However, the issue of clinical experience cannot be overemphasized. Developing the "art" of selecting an appropriate treatment regimen from the complex and ever-expanding range of antiretroviral medications that matches the particular virus's resistance pattern and meets the lifestyle of the patient is challenging and time consuming. Special skills are required of physicians to determine "the regimen" (up to 23 tablets per day) that best fits with the patient's lifestyle and is one that the patient can follow. Physicians must then monitor and coach the patient into compliance with a difficult regimen.

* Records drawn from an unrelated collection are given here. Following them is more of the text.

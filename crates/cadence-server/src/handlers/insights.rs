//! Insight handlers

use std::str::FromStr;
use std::sync::Arc;

use axum::{
    extract::{Path, State},
    Json,
};

use crate::{AppError, AppState};
use cadence_core::insights::{InsightCollection, InsightEngine};
use cadence_core::PeriodKind;

/// GET /api/insights/:period - Generate insights for a period
///
/// The collection is regenerated from the current record snapshot on every
/// call; nothing is cached or persisted.
pub async fn generate_insights(
    State(state): State<Arc<AppState>>,
    Path(period): Path<String>,
) -> Result<Json<InsightCollection>, AppError> {
    let period = PeriodKind::from_str(&period)
        .map_err(|_| AppError::bad_request("Period must be weekly, monthly, or quarterly"))?;

    let engine = InsightEngine::new();
    let collection = engine.generate(&state.db, period).await?;

    Ok(Json(collection))
}
//! Insight Engine - orchestrates detection and aggregation
//!
//! One generation run: resolve the period windows, snapshot the record
//! store, partition records into the current and previous windows, run
//! every registered detector in order, then aggregate (dedup, rank, id,
//! summarize). The engine holds no mutable state; concurrent runs operate
//! on independent snapshots.

use chrono::{DateTime, Utc};

use crate::partition::{objectives_in_window, projects_in_window, work_in_window};
use crate::period::{resolve_windows, PeriodKind, PeriodWindows};
use crate::models::{ObjectiveRecord, ProjectRecord, WorkRecord};
use crate::store::RecordStore;
use crate::Result;

use super::opportunity::OpportunityDetector;
use super::pattern::PatternDetector;
use super::performance::PerformanceDetector;
use super::risk::RiskDetector;
use super::types::{Finding, Insight, InsightCollection, InsightSummary, InsightType};

/// Partitioned snapshot handed to detectors
pub struct AnalysisContext {
    pub period: PeriodKind,
    pub windows: PeriodWindows,
    /// Instant the windows were computed backward from
    pub reference: DateTime<Utc>,
    /// Work records in the current window
    pub current_work: Vec<WorkRecord>,
    /// Work records in the previous window
    pub previous_work: Vec<WorkRecord>,
    /// Projects whose span overlaps the current window
    pub current_projects: Vec<ProjectRecord>,
    /// Projects whose span overlaps the previous window
    pub previous_projects: Vec<ProjectRecord>,
    /// Objectives active in the current window
    pub objectives: Vec<ObjectiveRecord>,
}

impl AnalysisContext {
    /// Partition a full record snapshot into an analysis context
    pub fn build(
        period: PeriodKind,
        reference: DateTime<Utc>,
        work_records: &[WorkRecord],
        projects: &[ProjectRecord],
        objectives: &[ObjectiveRecord],
    ) -> Self {
        let windows = resolve_windows(period, reference);
        Self {
            period,
            windows,
            reference,
            current_work: work_in_window(work_records, &windows.current),
            previous_work: work_in_window(work_records, &windows.previous),
            current_projects: projects_in_window(projects, &windows.current),
            previous_projects: projects_in_window(projects, &windows.previous),
            objectives: objectives_in_window(objectives, &windows.current),
        }
    }

    /// Name of the project a work record points at, if the project is known
    pub fn project_name(&self, project_id: i64) -> Option<&str> {
        self.current_projects
            .iter()
            .chain(self.previous_projects.iter())
            .find(|p| p.id == project_id)
            .map(|p| p.name.as_str())
    }
}

/// Trait for insight detectors
///
/// Detectors are pure over the context: no I/O, no mutation, and empty
/// inputs yield empty output rather than an error. `prior` carries the
/// findings of detectors that ran earlier in the same run, for the few
/// signals whose priority depends on what was already raised.
pub trait Detector: Send + Sync {
    /// The insight type this detector produces
    fn id(&self) -> InsightType;

    /// Human-readable name
    fn name(&self) -> &'static str;

    /// Inspect the partitioned snapshot and produce findings
    fn detect(&self, ctx: &AnalysisContext, prior: &[Finding]) -> Vec<Finding>;
}

/// The main insight engine
pub struct InsightEngine {
    detectors: Vec<Box<dyn Detector>>,
}

impl Default for InsightEngine {
    fn default() -> Self {
        Self::new()
    }
}

impl InsightEngine {
    /// Create an engine with the built-in detectors.
    ///
    /// Registration order is evaluation order; pattern runs last so it can
    /// see the risk findings it correlates against.
    pub fn new() -> Self {
        let mut engine = Self { detectors: vec![] };

        engine.register(Box::new(PerformanceDetector::new()));
        engine.register(Box::new(RiskDetector::new()));
        engine.register(Box::new(OpportunityDetector::new()));
        engine.register(Box::new(PatternDetector::new()));

        engine
    }

    /// Register a detector
    pub fn register(&mut self, detector: Box<dyn Detector>) {
        self.detectors.push(detector);
    }

    /// Get the list of registered detector types
    pub fn detector_types(&self) -> Vec<InsightType> {
        self.detectors.iter().map(|d| d.id()).collect()
    }

    /// Run all detectors over a prepared context and aggregate the result
    pub fn run(&self, ctx: &AnalysisContext) -> InsightCollection {
        let mut all_findings: Vec<Finding> = vec![];

        for detector in &self.detectors {
            let findings = detector.detect(ctx, &all_findings);
            tracing::debug!(
                detector = detector.id().as_str(),
                count = findings.len(),
                period = ctx.period.as_str(),
                "Detector pass complete"
            );
            all_findings.extend(findings);
        }

        aggregate(all_findings)
    }

    /// Generate insights for a period, reading a fresh snapshot from the
    /// store. Store read failures propagate; empty data does not.
    pub async fn generate(
        &self,
        store: &dyn RecordStore,
        period: PeriodKind,
    ) -> Result<InsightCollection> {
        self.generate_at(store, period, Utc::now()).await
    }

    /// Generate insights for a period with an explicit reference instant
    pub async fn generate_at(
        &self,
        store: &dyn RecordStore,
        period: PeriodKind,
        reference: DateTime<Utc>,
    ) -> Result<InsightCollection> {
        let work_records = store.list_work_records().await?;
        let projects = store.list_projects().await?;
        let objectives = store.list_objectives().await?;

        let ctx = AnalysisContext::build(period, reference, &work_records, &projects, &objectives);
        let collection = self.run(&ctx);

        tracing::info!(
            period = period.as_str(),
            total = collection.summary.total,
            "Insight generation complete"
        );
        Ok(collection)
    }

    /// Generate insights over trailing 7-day windows
    pub async fn generate_weekly_insights(
        &self,
        store: &dyn RecordStore,
    ) -> Result<InsightCollection> {
        self.generate(store, PeriodKind::Weekly).await
    }

    /// Generate insights over trailing 30-day windows
    pub async fn generate_monthly_insights(
        &self,
        store: &dyn RecordStore,
    ) -> Result<InsightCollection> {
        self.generate(store, PeriodKind::Monthly).await
    }

    /// Generate insights over trailing 90-day windows
    pub async fn generate_quarterly_insights(
        &self,
        store: &dyn RecordStore,
    ) -> Result<InsightCollection> {
        self.generate(store, PeriodKind::Quarterly).await
    }
}

/// Collapse duplicates, rank, assign ids, and compute summary counts.
///
/// Duplicates (same type, identical related-items set) keep the
/// higher-priority finding; the earlier one wins a priority tie. The sort
/// is stable, so equal priorities stay in detector evaluation order.
fn aggregate(findings: Vec<Finding>) -> InsightCollection {
    let mut deduped: Vec<Finding> = Vec::with_capacity(findings.len());

    for finding in findings {
        // Findings with no related items never collapse into each other
        let duplicate_of = if finding.related_items.is_empty() {
            None
        } else {
            deduped
                .iter()
                .position(|kept| kept.dedup_key() == finding.dedup_key())
        };

        match duplicate_of {
            Some(index) => {
                if finding.priority.rank() > deduped[index].priority.rank() {
                    deduped[index] = finding;
                }
            }
            None => deduped.push(finding),
        }
    }

    deduped.sort_by(|a, b| b.priority.rank().cmp(&a.priority.rank()));

    let mut summary = InsightSummary::default();
    let mut sequences: std::collections::HashMap<InsightType, usize> =
        std::collections::HashMap::new();

    let insights: Vec<Insight> = deduped
        .into_iter()
        .map(|finding| {
            let seq = sequences.entry(finding.insight_type).or_insert(0);
            *seq += 1;
            let id = format!("{}-{}", finding.insight_type.as_str(), seq);

            summary.total += 1;
            summary.by_type.record(finding.insight_type);

            Insight::from_finding(id, finding)
        })
        .collect();

    InsightCollection { insights, summary }
}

The "guidelines"2 represent starting points that are based on current knowledge and seem to change on a daily basis. Thus, maintaining up-to-date information requires substantial effort by physicians. Studies have demonstrated that HIV-infected patients have better outcomes if they receive care from a physician who regularly manages and treats such patients. Family physicians who practice in rural or other areas with a low prevalence of HIV infection face significant challenges. It is advisable for these physicians to establish a relationship with an HIV-experienced physician who is available for regular consultation.

JENS L. WENNBERG, P.A.
Infectious Disease Clinic
Harlem Hospital
506 Lenox Ave.
New York, NY 10037

REFERENCES

  1. 1Reyes EM, Liljestrand P, Goldschmidt RH. The changing spectrum of HIV care [Medicine and Society]. Am Fam Physician 1999;59:545-8.
  2. Guidelines for the use of antiretroviral agents in HIV-infected adults and adolescents. HIV/AIDS Treatment Information Service. Retrieved May 1999 from the World Wide Web at http://www.hivatis.org/trtgdlns.html.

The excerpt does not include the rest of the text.